▶ **Exercise**
What lines in the data hold the string "must"? Show them.
________________________________________
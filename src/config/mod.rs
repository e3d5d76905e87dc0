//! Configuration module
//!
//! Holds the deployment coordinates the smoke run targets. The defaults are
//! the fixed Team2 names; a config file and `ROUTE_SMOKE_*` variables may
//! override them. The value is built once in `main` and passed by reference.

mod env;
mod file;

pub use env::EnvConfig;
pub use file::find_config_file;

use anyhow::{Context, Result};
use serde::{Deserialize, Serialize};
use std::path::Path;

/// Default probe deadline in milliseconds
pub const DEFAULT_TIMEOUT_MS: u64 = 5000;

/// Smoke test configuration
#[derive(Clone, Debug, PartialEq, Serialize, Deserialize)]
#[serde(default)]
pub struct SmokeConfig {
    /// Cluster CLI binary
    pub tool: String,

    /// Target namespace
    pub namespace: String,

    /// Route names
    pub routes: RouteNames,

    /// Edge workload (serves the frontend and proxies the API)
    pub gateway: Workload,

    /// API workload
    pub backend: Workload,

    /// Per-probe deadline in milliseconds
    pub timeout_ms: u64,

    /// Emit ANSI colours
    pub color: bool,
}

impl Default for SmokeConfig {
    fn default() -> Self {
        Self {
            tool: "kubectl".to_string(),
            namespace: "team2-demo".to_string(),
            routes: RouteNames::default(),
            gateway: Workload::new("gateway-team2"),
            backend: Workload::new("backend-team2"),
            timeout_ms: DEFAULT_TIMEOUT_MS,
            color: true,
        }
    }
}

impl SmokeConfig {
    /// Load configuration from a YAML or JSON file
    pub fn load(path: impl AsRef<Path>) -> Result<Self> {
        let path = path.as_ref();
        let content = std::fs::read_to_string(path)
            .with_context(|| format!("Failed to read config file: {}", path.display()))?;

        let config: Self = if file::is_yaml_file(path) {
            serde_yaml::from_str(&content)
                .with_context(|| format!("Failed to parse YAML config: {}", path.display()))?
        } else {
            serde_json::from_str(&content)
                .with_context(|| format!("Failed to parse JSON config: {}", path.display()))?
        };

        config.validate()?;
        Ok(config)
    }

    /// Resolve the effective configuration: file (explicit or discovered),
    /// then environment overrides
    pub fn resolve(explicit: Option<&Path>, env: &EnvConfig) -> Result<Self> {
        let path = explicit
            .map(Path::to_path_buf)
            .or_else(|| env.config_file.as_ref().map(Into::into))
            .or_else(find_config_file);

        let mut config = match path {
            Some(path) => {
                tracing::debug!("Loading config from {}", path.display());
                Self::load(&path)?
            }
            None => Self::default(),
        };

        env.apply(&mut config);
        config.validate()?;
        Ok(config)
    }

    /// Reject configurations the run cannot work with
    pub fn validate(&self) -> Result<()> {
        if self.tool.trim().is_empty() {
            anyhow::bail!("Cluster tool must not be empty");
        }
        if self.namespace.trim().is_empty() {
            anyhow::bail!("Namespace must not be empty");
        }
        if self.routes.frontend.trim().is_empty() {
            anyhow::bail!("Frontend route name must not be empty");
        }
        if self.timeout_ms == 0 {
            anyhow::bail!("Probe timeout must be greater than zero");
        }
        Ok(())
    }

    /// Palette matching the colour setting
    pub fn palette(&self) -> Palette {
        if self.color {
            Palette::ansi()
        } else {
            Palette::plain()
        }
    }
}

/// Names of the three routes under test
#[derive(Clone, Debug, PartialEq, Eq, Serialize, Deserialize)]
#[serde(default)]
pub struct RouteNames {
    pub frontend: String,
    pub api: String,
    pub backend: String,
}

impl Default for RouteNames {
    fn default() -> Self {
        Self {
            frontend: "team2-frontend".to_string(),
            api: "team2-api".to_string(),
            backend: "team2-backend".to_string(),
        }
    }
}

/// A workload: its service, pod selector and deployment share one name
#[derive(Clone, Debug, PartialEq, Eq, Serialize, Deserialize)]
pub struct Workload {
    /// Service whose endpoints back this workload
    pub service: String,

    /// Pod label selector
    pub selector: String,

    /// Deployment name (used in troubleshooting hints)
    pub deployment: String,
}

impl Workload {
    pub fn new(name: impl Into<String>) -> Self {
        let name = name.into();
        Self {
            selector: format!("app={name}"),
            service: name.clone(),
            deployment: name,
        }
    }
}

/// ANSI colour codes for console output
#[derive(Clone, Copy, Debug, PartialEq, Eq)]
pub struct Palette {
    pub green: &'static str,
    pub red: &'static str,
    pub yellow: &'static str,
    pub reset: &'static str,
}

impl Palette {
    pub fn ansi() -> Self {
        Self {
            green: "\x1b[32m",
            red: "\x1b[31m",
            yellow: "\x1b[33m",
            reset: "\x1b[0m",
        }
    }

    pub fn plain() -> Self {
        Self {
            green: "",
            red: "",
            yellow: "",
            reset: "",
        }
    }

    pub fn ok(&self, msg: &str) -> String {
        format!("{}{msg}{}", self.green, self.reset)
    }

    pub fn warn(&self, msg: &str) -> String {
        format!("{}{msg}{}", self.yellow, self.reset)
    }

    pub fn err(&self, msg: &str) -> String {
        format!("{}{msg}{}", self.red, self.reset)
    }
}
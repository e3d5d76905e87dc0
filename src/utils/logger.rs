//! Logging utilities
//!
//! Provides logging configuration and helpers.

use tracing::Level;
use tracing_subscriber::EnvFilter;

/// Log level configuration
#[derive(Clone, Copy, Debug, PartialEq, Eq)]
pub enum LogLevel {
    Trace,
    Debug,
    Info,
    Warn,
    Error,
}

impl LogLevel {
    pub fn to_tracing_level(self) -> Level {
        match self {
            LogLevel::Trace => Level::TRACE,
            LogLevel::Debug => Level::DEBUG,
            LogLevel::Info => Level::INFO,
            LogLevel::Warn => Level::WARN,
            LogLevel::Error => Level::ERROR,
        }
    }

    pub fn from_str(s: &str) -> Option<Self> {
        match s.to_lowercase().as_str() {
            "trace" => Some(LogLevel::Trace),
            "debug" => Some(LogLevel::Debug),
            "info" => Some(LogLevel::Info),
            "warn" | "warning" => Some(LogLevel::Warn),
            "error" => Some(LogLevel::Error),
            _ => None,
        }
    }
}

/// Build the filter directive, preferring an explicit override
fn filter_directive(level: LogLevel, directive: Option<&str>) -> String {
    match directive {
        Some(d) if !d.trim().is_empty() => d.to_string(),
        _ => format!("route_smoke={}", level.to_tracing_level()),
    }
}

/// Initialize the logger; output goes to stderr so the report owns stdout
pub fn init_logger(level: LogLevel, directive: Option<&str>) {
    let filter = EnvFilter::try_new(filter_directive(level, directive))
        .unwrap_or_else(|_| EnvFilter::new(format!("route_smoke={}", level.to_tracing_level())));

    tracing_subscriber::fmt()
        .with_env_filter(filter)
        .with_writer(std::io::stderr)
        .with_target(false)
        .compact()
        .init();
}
________________________________________
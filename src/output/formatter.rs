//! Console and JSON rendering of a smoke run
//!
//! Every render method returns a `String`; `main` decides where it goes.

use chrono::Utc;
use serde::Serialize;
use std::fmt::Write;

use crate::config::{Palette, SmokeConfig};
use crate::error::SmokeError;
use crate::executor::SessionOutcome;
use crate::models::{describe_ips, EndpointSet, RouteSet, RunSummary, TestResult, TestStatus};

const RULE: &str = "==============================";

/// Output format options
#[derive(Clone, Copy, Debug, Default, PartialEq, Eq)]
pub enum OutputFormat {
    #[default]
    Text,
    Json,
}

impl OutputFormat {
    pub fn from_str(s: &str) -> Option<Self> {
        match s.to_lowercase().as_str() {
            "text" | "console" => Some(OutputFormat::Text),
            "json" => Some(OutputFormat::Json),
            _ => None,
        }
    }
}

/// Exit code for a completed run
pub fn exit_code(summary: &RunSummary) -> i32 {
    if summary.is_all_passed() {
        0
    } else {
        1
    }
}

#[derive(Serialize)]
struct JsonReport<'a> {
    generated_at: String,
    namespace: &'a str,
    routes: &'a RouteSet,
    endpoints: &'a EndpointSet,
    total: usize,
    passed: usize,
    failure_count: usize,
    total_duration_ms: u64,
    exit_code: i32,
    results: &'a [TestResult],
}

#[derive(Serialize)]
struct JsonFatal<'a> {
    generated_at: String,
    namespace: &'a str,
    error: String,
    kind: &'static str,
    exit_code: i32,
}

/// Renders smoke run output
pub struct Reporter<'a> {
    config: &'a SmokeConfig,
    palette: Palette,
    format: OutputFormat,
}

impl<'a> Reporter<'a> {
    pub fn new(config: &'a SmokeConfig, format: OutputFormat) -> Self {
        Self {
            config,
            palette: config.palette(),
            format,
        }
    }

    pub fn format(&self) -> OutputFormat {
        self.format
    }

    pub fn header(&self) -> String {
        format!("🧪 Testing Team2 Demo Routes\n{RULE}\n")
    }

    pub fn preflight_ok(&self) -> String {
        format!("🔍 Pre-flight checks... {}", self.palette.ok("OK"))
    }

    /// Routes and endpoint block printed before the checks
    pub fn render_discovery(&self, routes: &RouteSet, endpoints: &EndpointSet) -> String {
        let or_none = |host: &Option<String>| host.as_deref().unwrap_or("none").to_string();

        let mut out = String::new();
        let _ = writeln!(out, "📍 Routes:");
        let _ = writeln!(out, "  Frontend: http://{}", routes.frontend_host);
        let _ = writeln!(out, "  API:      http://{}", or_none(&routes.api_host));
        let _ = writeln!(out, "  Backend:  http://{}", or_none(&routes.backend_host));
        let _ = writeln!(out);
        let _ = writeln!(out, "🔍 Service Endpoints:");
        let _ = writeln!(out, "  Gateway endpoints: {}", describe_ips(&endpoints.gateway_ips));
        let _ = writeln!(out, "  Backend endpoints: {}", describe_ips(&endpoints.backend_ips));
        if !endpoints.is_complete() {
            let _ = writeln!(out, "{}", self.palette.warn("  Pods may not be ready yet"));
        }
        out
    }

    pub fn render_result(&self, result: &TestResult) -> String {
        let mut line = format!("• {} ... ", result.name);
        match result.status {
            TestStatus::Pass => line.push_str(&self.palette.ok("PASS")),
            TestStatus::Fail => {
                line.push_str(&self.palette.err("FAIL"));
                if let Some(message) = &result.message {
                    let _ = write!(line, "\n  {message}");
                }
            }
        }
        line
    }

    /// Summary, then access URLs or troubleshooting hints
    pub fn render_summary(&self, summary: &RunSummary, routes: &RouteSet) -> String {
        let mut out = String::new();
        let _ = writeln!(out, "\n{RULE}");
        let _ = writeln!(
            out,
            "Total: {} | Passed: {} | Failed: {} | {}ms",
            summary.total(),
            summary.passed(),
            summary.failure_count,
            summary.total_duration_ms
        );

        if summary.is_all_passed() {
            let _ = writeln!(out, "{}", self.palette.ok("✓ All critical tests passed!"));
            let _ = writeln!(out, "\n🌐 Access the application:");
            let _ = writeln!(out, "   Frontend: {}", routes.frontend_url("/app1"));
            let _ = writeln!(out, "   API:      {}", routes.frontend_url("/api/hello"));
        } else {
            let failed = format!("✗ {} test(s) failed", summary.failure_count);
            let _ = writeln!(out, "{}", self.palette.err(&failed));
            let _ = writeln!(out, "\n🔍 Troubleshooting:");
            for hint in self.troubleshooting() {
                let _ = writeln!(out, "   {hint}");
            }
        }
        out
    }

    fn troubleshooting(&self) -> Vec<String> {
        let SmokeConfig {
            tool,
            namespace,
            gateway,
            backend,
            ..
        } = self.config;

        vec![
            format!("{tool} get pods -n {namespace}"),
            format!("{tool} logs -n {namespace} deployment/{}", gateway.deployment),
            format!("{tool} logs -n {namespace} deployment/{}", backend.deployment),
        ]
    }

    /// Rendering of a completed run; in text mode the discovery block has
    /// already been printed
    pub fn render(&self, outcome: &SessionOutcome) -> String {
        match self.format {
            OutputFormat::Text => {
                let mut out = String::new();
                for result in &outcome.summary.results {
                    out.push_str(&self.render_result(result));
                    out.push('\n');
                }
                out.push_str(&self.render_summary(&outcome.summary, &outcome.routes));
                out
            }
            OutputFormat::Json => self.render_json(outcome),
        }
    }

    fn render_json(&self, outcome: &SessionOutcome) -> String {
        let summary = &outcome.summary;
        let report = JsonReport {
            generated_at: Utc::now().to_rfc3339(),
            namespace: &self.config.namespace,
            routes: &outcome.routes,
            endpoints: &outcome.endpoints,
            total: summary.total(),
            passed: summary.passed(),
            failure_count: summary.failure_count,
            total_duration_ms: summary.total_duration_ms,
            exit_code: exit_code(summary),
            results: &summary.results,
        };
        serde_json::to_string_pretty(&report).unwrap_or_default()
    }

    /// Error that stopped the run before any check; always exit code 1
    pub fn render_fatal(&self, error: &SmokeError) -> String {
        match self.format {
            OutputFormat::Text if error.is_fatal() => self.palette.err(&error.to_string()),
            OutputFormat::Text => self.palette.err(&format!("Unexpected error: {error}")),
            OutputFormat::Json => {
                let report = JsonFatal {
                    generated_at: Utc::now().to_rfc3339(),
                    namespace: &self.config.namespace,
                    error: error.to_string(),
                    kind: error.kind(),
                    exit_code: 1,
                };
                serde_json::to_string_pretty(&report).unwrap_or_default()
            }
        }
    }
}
________________________________________
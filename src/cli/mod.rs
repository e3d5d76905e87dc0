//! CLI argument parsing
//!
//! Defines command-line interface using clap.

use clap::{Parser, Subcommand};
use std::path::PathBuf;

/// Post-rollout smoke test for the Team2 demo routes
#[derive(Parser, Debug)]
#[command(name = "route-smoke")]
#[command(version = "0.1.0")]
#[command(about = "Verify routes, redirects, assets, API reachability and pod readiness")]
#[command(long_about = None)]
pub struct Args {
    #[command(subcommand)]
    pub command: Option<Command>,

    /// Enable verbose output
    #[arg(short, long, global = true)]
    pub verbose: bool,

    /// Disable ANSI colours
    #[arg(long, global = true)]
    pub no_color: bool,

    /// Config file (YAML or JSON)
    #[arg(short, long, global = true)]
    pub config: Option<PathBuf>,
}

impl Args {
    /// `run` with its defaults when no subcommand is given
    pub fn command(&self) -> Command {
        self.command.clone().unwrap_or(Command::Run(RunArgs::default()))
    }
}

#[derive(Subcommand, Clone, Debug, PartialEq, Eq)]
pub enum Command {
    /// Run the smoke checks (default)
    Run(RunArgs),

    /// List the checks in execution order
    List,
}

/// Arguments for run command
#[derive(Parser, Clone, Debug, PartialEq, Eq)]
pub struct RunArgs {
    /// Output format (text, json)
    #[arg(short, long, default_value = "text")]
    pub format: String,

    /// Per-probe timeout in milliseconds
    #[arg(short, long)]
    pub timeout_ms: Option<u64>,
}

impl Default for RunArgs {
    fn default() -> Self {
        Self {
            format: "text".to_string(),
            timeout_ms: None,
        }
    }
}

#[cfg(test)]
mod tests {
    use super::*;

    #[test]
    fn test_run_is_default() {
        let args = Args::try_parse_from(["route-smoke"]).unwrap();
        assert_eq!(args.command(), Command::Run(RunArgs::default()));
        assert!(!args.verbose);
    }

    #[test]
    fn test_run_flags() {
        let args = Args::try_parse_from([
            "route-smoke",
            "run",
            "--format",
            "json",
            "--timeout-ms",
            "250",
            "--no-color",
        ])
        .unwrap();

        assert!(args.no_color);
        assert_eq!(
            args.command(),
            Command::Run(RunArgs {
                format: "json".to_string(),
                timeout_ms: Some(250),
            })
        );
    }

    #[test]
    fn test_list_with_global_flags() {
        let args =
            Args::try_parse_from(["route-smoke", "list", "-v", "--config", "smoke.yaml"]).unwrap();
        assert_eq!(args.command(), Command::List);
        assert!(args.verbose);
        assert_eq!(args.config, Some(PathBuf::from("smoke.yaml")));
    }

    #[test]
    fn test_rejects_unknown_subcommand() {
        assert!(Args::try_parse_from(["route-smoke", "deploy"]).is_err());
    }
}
________________________________________
▶ **Response for this exercise**
            anyhow::bail!("Cluster tool must not be empty");
            anyhow::bail!("Namespace must not be empty");
            anyhow::bail!("Frontend route name must not be empty");
            anyhow::bail!("Probe timeout must be greater than zero");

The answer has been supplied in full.